··· Working data ···

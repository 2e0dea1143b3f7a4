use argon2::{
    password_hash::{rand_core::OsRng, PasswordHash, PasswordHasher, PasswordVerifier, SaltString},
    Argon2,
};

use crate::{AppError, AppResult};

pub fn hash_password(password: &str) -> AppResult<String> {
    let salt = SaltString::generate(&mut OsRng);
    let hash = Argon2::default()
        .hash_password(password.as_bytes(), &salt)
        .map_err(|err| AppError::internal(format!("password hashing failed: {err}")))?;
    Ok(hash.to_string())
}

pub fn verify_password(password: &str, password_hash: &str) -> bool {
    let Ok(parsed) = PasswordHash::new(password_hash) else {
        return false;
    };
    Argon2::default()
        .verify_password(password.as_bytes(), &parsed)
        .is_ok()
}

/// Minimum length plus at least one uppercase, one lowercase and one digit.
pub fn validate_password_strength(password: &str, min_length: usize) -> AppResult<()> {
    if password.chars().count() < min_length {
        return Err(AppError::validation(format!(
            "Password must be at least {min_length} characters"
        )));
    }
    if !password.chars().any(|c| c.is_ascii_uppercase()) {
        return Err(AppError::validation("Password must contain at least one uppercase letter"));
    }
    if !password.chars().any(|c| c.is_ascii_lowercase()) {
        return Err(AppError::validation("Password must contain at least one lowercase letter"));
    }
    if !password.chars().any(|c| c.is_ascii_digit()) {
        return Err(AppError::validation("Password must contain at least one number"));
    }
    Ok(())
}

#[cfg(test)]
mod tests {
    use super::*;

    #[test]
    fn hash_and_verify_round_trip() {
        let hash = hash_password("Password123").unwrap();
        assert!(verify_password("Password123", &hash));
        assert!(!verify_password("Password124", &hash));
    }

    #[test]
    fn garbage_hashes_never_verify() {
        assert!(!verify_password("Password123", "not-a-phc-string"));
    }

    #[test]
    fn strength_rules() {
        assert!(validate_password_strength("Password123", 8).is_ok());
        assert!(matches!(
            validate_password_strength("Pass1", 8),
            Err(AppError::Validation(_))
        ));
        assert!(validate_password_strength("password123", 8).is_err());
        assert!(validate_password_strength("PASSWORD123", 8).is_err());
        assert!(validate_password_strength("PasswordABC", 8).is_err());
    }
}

···

● What to work on: Copy out, from the material above, each line where the word "default" is present.

● Response:
    let hash = Argon2::default()
    Argon2::default()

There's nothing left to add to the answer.